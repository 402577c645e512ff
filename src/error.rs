//! Error types for feedgate.

use std::time::Duration;

use thiserror::Error;

/// Common error type for feedgate.
#[derive(Error, Debug)]
pub enum FeedgateError {
    /// Database error.
    ///
    /// Errors from sqlx are converted into this variant.
    #[error("database error: {0}")]
    Database(String),

    /// I/O error.
    #[error("I/O error: {0}")]
    Io(#[from] std::io::Error),

    /// No valid session accompanies the request.
    #[error("authentication required")]
    AuthenticationRequired,

    /// Valid session, but the request is not allowed (bad CSRF token, wrong owner).
    #[error("forbidden: {0}")]
    Forbidden(String),

    /// Caller exceeded its request budget.
    #[error("rate limited, retry after {}ms", retry_after.as_millis())]
    RateLimited {
        /// Time until the next token becomes available.
        retry_after: Duration,
    },

    /// Resource not found.
    #[error("{0} not found")]
    NotFound(String),

    /// Fetching or parsing a third-party feed failed.
    #[error("upstream fetch failed: {0}")]
    UpstreamFetch(String),

    /// Validation error for user input.
    #[error("validation error: {0}")]
    Validation(String),

    /// Configuration error.
    #[error("configuration error: {0}")]
    Config(String),

    /// Any other internal failure.
    #[error("internal error: {0}")]
    Internal(String),
}

impl From<sqlx::Error> for FeedgateError {
    fn from(e: sqlx::Error) -> Self {
        FeedgateError::Database(e.to_string())
    }
}

/// Result type alias for feedgate operations.
pub type Result<T> = std::result::Result<T, FeedgateError>;

#[cfg(test)]
mod tests {
    use super::*;

    #[test]
    fn test_not_found_error_display() {
        let err = FeedgateError::NotFound("feed".to_string());
        assert_eq!(err.to_string(), "feed not found");
    }

    #[test]
    fn test_forbidden_error_display() {
        let err = FeedgateError::Forbidden("invalid CSRF token".to_string());
        assert_eq!(err.to_string(), "forbidden: invalid CSRF token");
    }

    #[test]
    fn test_rate_limited_display() {
        let err = FeedgateError::RateLimited {
            retry_after: Duration::from_millis(500),
        };
        assert_eq!(err.to_string(), "rate limited, retry after 500ms");
    }

    #[test]
    fn test_io_error_conversion() {
        let io_err = std::io::Error::new(std::io::ErrorKind::NotFound, "file not found");
        let err: FeedgateError = io_err.into();
        assert!(matches!(err, FeedgateError::Io(_)));
        assert!(err.to_string().contains("file not found"));
    }

    #[test]
    fn test_upstream_error_display() {
        let err = FeedgateError::UpstreamFetch("HTTP error: 503".to_string());
        assert_eq!(err.to_string(), "upstream fetch failed: HTTP error: 503");
    }
}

::::

• TASK
The required answer is the exact run of lines above starting at the line with "type for feedgate." and ending at the line with "third-party feed failed.", with both ends present.

• EXPECTED ANSWER
/// Common error type for feedgate.
#[derive(Error, Debug)]
pub enum FeedgateError {
    /// Database error.
    ///
    /// Errors from sqlx are converted into this variant.
    #[error("database error: {0}")]
    Database(String),

    /// I/O error.
    #[error("I/O error: {0}")]
    Io(#[from] std::io::Error),

    /// No valid session accompanies the request.
    #[error("authentication required")]
    AuthenticationRequired,

    /// Valid session, but the request is not allowed (bad CSRF token, wrong owner).
    #[error("forbidden: {0}")]
    Forbidden(String),

    /// Caller exceeded its request budget.
    #[error("rate limited, retry after {}ms", retry_after.as_millis())]
    RateLimited {
        /// Time until the next token becomes available.
        retry_after: Duration,
    },

    /// Resource not found.
    #[error("{0} not found")]
    NotFound(String),

    /// Fetching or parsing a third-party feed failed.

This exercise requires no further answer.